# Saved data entries:

------------

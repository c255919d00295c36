//! Authentication session
//!
//! [`SessionController`](service::SessionController) drives login, logout,
//! startup restoration and refresh, and publishes a [`SessionState`]
//! snapshot through a `tokio::sync::watch` channel. The UI only reads
//! snapshots and calls controller operations.
//!
//! ```text
//!            login ok / restore ok
//!   Loading ───────────────────────▶ Authenticated
//!      │  ▲                              │
//!      │  │ login / logout               │ refresh failure
//!      ▼  │                              ▼
//!    Idle ◀──── clear_error ──────── Error(message)
//! ```

pub mod auto_refresh;
pub mod errors;
pub mod ports;
pub mod service;
pub mod state;

pub use auto_refresh::{spawn_auto_refresh, AutoRefreshHandle};
pub use errors::AuthError;
pub use ports::{AuthorizationBrowser, AuthorizationOutcome};
pub use service::SessionController;
pub use state::{SessionState, SessionStatus};
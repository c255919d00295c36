//! Test doubles
//!
//! - [`MockSecretStore`]: in-memory secret backend with failure injection
//! - [`MockOAuthClient`]: scripted authorization server
//! - [`MockClock`]: wall clock that moves only when advanced
//!
//! Enabled for this crate's own tests and, through the `test-utils` feature,
//! for downstream crates' tests.

pub mod mocks;
pub mod time;

pub use mocks::{MockOAuthClient, MockSecretStore};
pub use time::MockClock;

------------

# TASK:
Once you have counted the lines above containing the word "MockSecretStore", state that number and nothing more.

# OUTPUT OF THE TASK:
2